Pages

January 27, 2010

David Robinson's Spectacular Vacation

I first met Tim well before he entered the league. I met him when Wake Forest was still a nightmare of responsibility ahead of him. Haha. The year was 1991, and I had planned a summer trip to Cancun, but the plane decided we would go to the U.S. Virgin Islands instead. I decided this is where I would stay for the duration. But when I called to cancel my reservations in Cancun, the hotel would not hear of it. You see, the owners of my favorite Cancun hotel knew and respected me, so before long a room was flown into my new vacation spot.

So I went to the mini-bar and poured myself a moderate amount of Disney Gin and placed the rest of the bottle in the cupboard. It had a moderate amount of alcohol, but I am large and I was barely intoxicated. Also it was Disney Gin. I looked for a court so that I could play a pick-up game against some locals. The rules would be: 2v1 and I had to shoot outside shots. I walked along the beach in Christiantown, the most wholesome town in the world.
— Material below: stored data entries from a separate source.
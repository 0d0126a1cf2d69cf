// 该文件是 Jiannan （剑南东川） 项目的一部分。
// src/engine/blob.rs - 连通域斑块引擎
//
// 本文件根据 Apache 许可证第 2.0 版（以下简称“许可证”）授权使用；
// 除非遵守该许可证条款，否则您不得使用本文件。
// 您可通过以下网址获取许可证副本：
// http://www.apache.org/licenses/LICENSE-2.0
// 除非适用法律要求或书面同意，根据本许可协议分发的软件均按“原样”提供，
// 不附带任何形式的明示或暗示的保证或条件。
// 有关许可权限与限制的具体条款，请参阅本许可协议。
//
// Copyright (C) 2026 Johann Li <me@qinka.pro>, Wareless Group

use std::collections::HashMap;

use image::{GrayImage, Luma};
use imageproc::region_labelling::{Connectivity, connected_components};
use thiserror::Error;
use tracing::debug;
use url::Url;

use crate::{
  FromUrl, FromUrlWithScheme,
  engine::{Engine, EngineBuilder, EngineError, Region, Tensor},
};

const BLOB_INPUT_W: u32 = 512;
const BLOB_INPUT_H: u32 = 512;
const BLOB_DEFAULT_THRESHOLD: u8 = 128;
const BLOB_DEFAULT_MIN_AREA: u32 = 64;
const BLOB_DEFAULT_MAX_REGIONS: usize = 64;
const BLOB_LABEL: &str = "blob";

#[derive(Error, Debug)]
pub enum BlobConfigError {
  #[error("引擎 URL 必须使用 {0} 方案, 实际为 {1}")]
  SchemeMismatch(&'static str, String),
  #[error("引擎参数 {name} 的值无效: {value}")]
  BadValue { name: String, value: String },
  #[error("未知的引擎参数: {0}")]
  UnknownParam(String),
}

/// 斑块引擎构造器，经 `blob:?threshold=..&min-area=..&max-regions=..` 配置。
#[derive(Debug, Clone)]
pub struct BlobEngineBuilder {
  threshold: u8,
  min_area: u32,
  max_regions: usize,
}

impl Default for BlobEngineBuilder {
  fn default() -> Self {
    Self {
      threshold: BLOB_DEFAULT_THRESHOLD,
      min_area: BLOB_DEFAULT_MIN_AREA,
      max_regions: BLOB_DEFAULT_MAX_REGIONS,
    }
  }
}

impl FromUrlWithScheme for BlobEngineBuilder {
  const SCHEME: &'static str = "blob";
}

impl FromUrl for BlobEngineBuilder {
  type Error = BlobConfigError;

  fn from_url(url: &Url) -> Result<Self, Self::Error> {
    if url.scheme() != Self::SCHEME {
      return Err(BlobConfigError::SchemeMismatch(
        Self::SCHEME,
        url.scheme().to_string(),
      ));
    }

    let mut builder = Self::default();
    for (name, value) in url.query_pairs() {
      let bad = || BlobConfigError::BadValue {
        name: name.to_string(),
        value: value.to_string(),
      };
      match name.as_ref() {
        "threshold" => builder.threshold = value.parse().map_err(|_| bad())?,
        "min-area" => builder.min_area = value.parse().map_err(|_| bad())?,
        "max-regions" => builder.max_regions = value.parse().map_err(|_| bad())?,
        other => return Err(BlobConfigError::UnknownParam(other.to_string())),
      }
    }

    Ok(builder)
  }
}

impl EngineBuilder for BlobEngineBuilder {
  fn build(&self) -> Result<Box<dyn Engine>, EngineError> {
    debug!(
      "构造斑块引擎: threshold={} min_area={} max_regions={}",
      self.threshold, self.min_area, self.max_regions
    );
    Ok(Box::new(BlobEngine {
      threshold: self.threshold,
      min_area: self.min_area,
      max_regions: self.max_regions,
    }))
  }
}

/// 阈值化 + 八连通域标记的斑块检测。
///
/// 占据引擎插槽的默认实现；NPU 一类的原生后端以同样的方式
/// 实现 `Engine` 即可替换。
pub struct BlobEngine {
  threshold: u8,
  min_area: u32,
  max_regions: usize,
}

struct Extent {
  min_x: u32,
  min_y: u32,
  max_x: u32,
  max_y: u32,
  count: u32,
}

impl Engine for BlobEngine {
  fn name(&self) -> &'static str {
    "blob"
  }

  fn input_size(&self) -> (u32, u32) {
    (BLOB_INPUT_W, BLOB_INPUT_H)
  }

  fn analyze(&mut self, tensor: &Tensor) -> Result<Vec<Region>, EngineError> {
    let expected = tensor.expected_len();
    let actual = tensor.as_nhwc().len();
    if expected != actual || (tensor.width(), tensor.height()) != self.input_size() {
      return Err(EngineError::ShapeMismatch { expected, actual });
    }

    let width = tensor.width();
    let height = tensor.height();
    let data = tensor.as_nhwc();

    // 灰度 + 阈值化为二值图
    let mut binary = GrayImage::new(width, height);
    for y in 0..height {
      for x in 0..width {
        let idx = ((y * width + x) as usize) * tensor.channels();
        let luma = (299 * data[idx] as u32 + 587 * data[idx + 1] as u32 + 114 * data[idx + 2] as u32)
          / 1000;
        let value = if luma as u8 > self.threshold { 255 } else { 0 };
        binary.put_pixel(x, y, Luma([value]));
      }
    }

    let labels = connected_components(&binary, Connectivity::Eight, Luma([0u8]));

    // 逐标签累计包围盒
    let mut extents: HashMap<u32, Extent> = HashMap::new();
    for (x, y, pixel) in labels.enumerate_pixels() {
      let label = pixel[0];
      if label == 0 {
        continue;
      }
      extents
        .entry(label)
        .and_modify(|e| {
          e.min_x = e.min_x.min(x);
          e.min_y = e.min_y.min(y);
          e.max_x = e.max_x.max(x);
          e.max_y = e.max_y.max(y);
          e.count += 1;
        })
        .or_insert(Extent {
          min_x: x,
          min_y: y,
          max_x: x,
          max_y: y,
          count: 1,
        });
    }

    let mut regions: Vec<Region> = extents
      .into_values()
      .filter(|e| e.count >= self.min_area)
      .map(|e| {
        let box_w = e.max_x - e.min_x + 1;
        let box_h = e.max_y - e.min_y + 1;
        let fill = e.count as f32 / (box_w * box_h) as f32;
        Region {
          label: BLOB_LABEL.to_string(),
          score: fill.clamp(0.0, 1.0),
          bbox: [
            e.min_x as f32 / width as f32,
            e.min_y as f32 / height as f32,
            (e.max_x + 1) as f32 / width as f32,
            (e.max_y + 1) as f32 / height as f32,
          ],
          area: e.count,
        }
      })
      .collect();

    regions.sort_by(|a, b| b.area.cmp(&a.area));
    regions.truncate(self.max_regions);

    debug!("检出 {} 个斑块", regions.len());
    Ok(regions)
  }
}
Anyway, after awhile I found a court, but it was empty. I smiled with opportunity. I love getting young people involved in basketball. I knocked on every door for a mile with a smile. Finally I gave up. Then I saw this scrappy kid on the court a mile away. I ran to catch up with him to teach him some fundamentals. I ran so fast. At that time I ran a five-minute mile, but at the three-minute mark I hit a street light, and, jogging in place, I waited for the lights to change. While I was waiting, I saw a child taller than the first child enter the arena. That child had no follow-through. I was like that screaming painting, you know the one, while watching him try to hit a futile outside shot. Then a third child entered and had terrible post moves. He was posting up on the others but they were able to take the ball from him before he could move. And they didn't even have any defensive skills. No, kids!


The lights changed and I crossed as fast as the truth can move. Damn, I thought, still a good quarter-mile away and therefore well outside what I should have been able to discern. In one minute, before I arrived, I noticed a fourth child had entered the arena with a flawless sense of basketball. He taught the others and played over 5 full games with them in that minute. They were much better now, but still obviously not as good as this new child. He was holding a basketball at his side and he had them all sitting down cross-legged in a semi-circle in front of him, with his back turned to me. Birds gathered in a semicircle behind the children. He was lecturing them on the kinematics of the post, I could hear. As I approached, the boy bent his knees very low. Then he pushed the ball way up into the air with all his might, at least 500 or 600 feet. I suddenly realized the ball was heading straight behind him - and directly towards me like a rocket! I yelled in panic until I remembered that I was David Robinson and I calmly caught the ball with one hand. It hurt quite a bit but it had its effect.

"Who are you?" this child asked, looking back at me in shock.

"I am...David Robinson of Basketball?!"

"I am Timothy." Timothy was six feet tall and about sixteen.

"Have you been playing basketball long, Timothy?"

"No, the pool here broke and this is the only game left. I've been playing for six months. That pass I made to you..."

"Yes?"

"...- that used to be a butterfly stroke."

I tried to imagine what it would be like if Navy basketball courts had all been broken. I couldn't. It was so horrifying to even conceive of. Like an eye that could never shut. I thought for a few minutes and closed my eyes. Then I had an answer.

"Why don't you show that pass to me again." Timothy repeated the butterfly stroke and sent the ball on its way. I jumped three feet in the air and caught it as it came down several seconds later. "Yesss," I silently thought.

"Okay, Tim, watch this." I vaguely mimicked the breaststroke, but this time, instead of transferring the energy of the jump to the upward motion of the ball, I transferred it to my feet and dunked from the three-point line. As I walked back to his semicircle of birds and children, he was astonished.

"Whoa. I never would have thought of that."

"Oh, you might have. You're not allowed to show anyone that shot though Tim. The media would find out and destroy you. Humility, Tim. Always humility. Here let me show you how to play in the post." Tim Duncan was exactly six foot five and the other children, not more than eleven, eventually would see the two giants dunk and shoot with medicine balls much larger and heavier than the children themselves. They were transfixed, perhaps by virtue, perhaps by spectacle, but were transfixed nonetheless. I thought about offering them all some Disney Gin to sip while they baked in the sun, but Disney Gin is still gin, and that would be wrong of me.

1 comment:

  1. For some reason, Tim Duncan and David Robinson make my weird brand of humor work. They just seem so decent that even when they are doing the impossible they seem like down-to-earth superheroes instead of the unfathomable, unspeakable people that sometimes populate my pieces at their worst.